Copy out each line of the listing that has the word "length" in it.
━━━━━━━━━━
use chrono::{DateTime, Utc};
use garde::Validate;
use serde::{Deserialize, Serialize};
use uuid::Uuid;

use super::job::{Job, JobError, OutputFormat, Tier};

/// Request to submit a render job.
#[derive(Debug, Deserialize, Validate)]
pub struct SubmitRequest {
    /// URI reference to the input document (e.g. `store://cvs/abc123`).
    /// The payload itself is never embedded in the request.
    #[garde(length(min = 1, max = 512), custom(looks_like_uri))]
    pub payload_ref: String,

    /// Opaque identity of the submitting principal.
    #[garde(length(min = 1, max = 128))]
    pub owner_id: String,

    #[garde(skip)]
    pub tier: Tier,

    #[garde(skip)]
    #[serde(default = "default_output_format")]
    pub output_format: OutputFormat,
}

fn default_output_format() -> OutputFormat {
    OutputFormat::Pdf
}

fn looks_like_uri(value: &str, _ctx: &()) -> garde::Result {
    match value.split_once("://") {
        Some((scheme, rest)) if !scheme.is_empty() && !rest.is_empty() => Ok(()),
        _ => Err(garde::Error::new("payload_ref must be a scheme-qualified URI")),
    }
}

/// Response after submitting a render job.
#[derive(Debug, Serialize, Deserialize)]
pub struct SubmitResponse {
    pub job_id: Uuid,
    pub status: String,
}

/// Response for querying job status.
#[derive(Debug, Serialize, Deserialize)]
pub struct JobStatusResponse {
    pub job_id: Uuid,
    pub status: String,
    pub tier: Tier,
    pub output_format: OutputFormat,
    pub attempt_count: i32,
    pub result_ref: Option<String>,
    pub error: Option<JobError>,
    pub cancel_requested: bool,
    pub created_at: DateTime<Utc>,
    pub started_at: Option<DateTime<Utc>>,
    pub finished_at: Option<DateTime<Utc>>,
    pub duration_seconds: Option<f64>,
}

impl From<Job> for JobStatusResponse {
    fn from(job: Job) -> Self {
        let duration_seconds = job.duration_seconds();
        Self {
            job_id: job.id,
            status: job.status.to_string(),
            tier: job.tier,
            output_format: job.output_format,
            attempt_count: job.attempt_count,
            result_ref: job.result_ref,
            error: job.error,
            cancel_requested: job.cancel_requested,
            created_at: job.created_at,
            started_at: job.started_at,
            finished_at: job.finished_at,
            duration_seconds,
        }
    }
}

/// Response after requesting cancellation.
#[derive(Debug, Serialize, Deserialize)]
pub struct CancelResponse {
    pub job_id: Uuid,
    pub status: String,
}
━━━━━━━━━━
[Response to the task]:
    #[garde(length(min = 1, max = 512), custom(looks_like_uri))]
    #[garde(length(min = 1, max = 128))]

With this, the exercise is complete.